IPFS would guarantee that the files would be accessible forever and that they would never change. Although that sounds good but is it really? A website is an organic product that must adapt to the changing environment. Just as the artworks I created in Macromedia Director can no longer be played, your website/page will stop working at some point. Is that a good thing or a bad thing? It depends.

For interactive work, the artist would have to choose. Do you intend to keep updating it as needed to maintain the artistic integrity, or do you intend to let it fall apart over time? If you intend to do the former, IPFS wouldn’t be a good idea. Centralization would make more sense so that different people won’t be looking at different versions (some broken).

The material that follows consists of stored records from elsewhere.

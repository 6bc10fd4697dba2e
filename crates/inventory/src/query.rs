//! Lookups over an aggregated snapshot.

use crate::position::AggregatedPosition;

/// Positions whose name or category label contains `term`.
///
/// Case-sensitive substring match. A blank term keeps everything. Order is
/// preserved.
pub fn search<'a>(positions: &'a [AggregatedPosition], term: &str) -> Vec<&'a AggregatedPosition> {
    let term = term.trim();
    positions
        .iter()
        .filter(|p| term.is_empty() || p.name.contains(term) || p.category.label.contains(term))
        .collect()
}

pub fn find_position<'a>(
    positions: &'a [AggregatedPosition],
    name: &str,
    category_label: &str,
) -> Option<&'a AggregatedPosition> {
    positions
        .iter()
        .find(|p| p.name == name && p.category.label == category_label)
}

pub fn find_position_mut<'a>(
    positions: &'a mut [AggregatedPosition],
    name: &str,
    category_label: &str,
) -> Option<&'a mut AggregatedPosition> {
    positions
        .iter_mut()
        .find(|p| p.name == name && p.category.label == category_label)
}

/// Whether a group with this name and category label is already stocked.
pub fn group_exists(positions: &[AggregatedPosition], name: &str, category_label: &str) -> bool {
    find_position(positions, name, category_label).is_some()
}

#[cfg(test)]
mod tests {
    use super::*;
    use chrono::Utc;
    use lotwise_catalog::CategoryDisplay;
    use lotwise_core::LotId;
    use rust_decimal::Decimal;

    fn position(name: &str, label: &str) -> AggregatedPosition {
        let now = Utc::now();
        AggregatedPosition {
            id: LotId::new(format!("{name}-{label}")).unwrap(),
            name: name.to_string(),
            category: CategoryDisplay {
                label: label.to_string(),
                color: "#000000".to_string(),
                resolved: true,
            },
            quantity: 10,
            unit_cost: Decimal::ONE,
            average_unit_cost: Decimal::ONE,
            current_sale_price: Decimal::ONE,
            most_expensive_unit_cost: Decimal::ONE,
            most_expensive_lot: LotId::new("x").unwrap(),
            lot_count: 1,
            created_at: now,
            updated_at: now,
        }
    }

    fn snapshot() -> Vec<AggregatedPosition> {
        vec![
            position("Cafe molido", "Granos"),
            position("Leche", "Lacteos"),
            position("Cafe en grano", "Granos"),
        ]
    }

    #[test]
    fn search_matches_name_or_category_in_order() {
        let all = snapshot();
        let hits: Vec<_> = search(&all, "Cafe").iter().map(|p| p.name.as_str()).collect();
        assert_eq!(hits, vec!["Cafe molido", "Cafe en grano"]);

        let hits: Vec<_> = search(&all, "Lact").iter().map(|p| p.name.as_str()).collect();
        assert_eq!(hits, vec!["Leche"]);
    }

    #[test]
    fn search_is_case_sensitive_and_blank_keeps_all() {
        let all = snapshot();
        assert!(search(&all, "cafe").is_empty());
        assert_eq!(search(&all, "  ").len(), 3);
    }

    #[test]
    fn find_and_exists_need_both_name_and_category() {
        let mut all = snapshot();
        assert!(group_exists(&all, "Leche", "Lacteos"));
        assert!(!group_exists(&all, "Leche", "Granos"));
        assert_eq!(find_position(&all, "Cafe molido", "Granos").unwrap().quantity, 10);

        find_position_mut(&mut all, "Leche", "Lacteos").unwrap().quantity = 3;
        assert_eq!(find_position(&all, "Leche", "Lacteos").unwrap().quantity, 3);
    }
}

Robert Rauschenberg created paintings that fell apart over time, but he made it clear that this was part of his artistic intention. So, whatever happens to the painting would always be part of his intended artistic statement.

You can choose this option and let your website fall apart, but one issue here is that at some point, it might become completely unviewable (like my Macromedia Director piece).

So, I would advocate for choosing a tool that best supports your artistic intent, not choosing one for its coolness. After all, 20 years from now, I’m sure IPFS would be uncool because something else cooler will emerge. At that point, any artwork hosted on IPFS would seem silly if a centralized server would work better for it.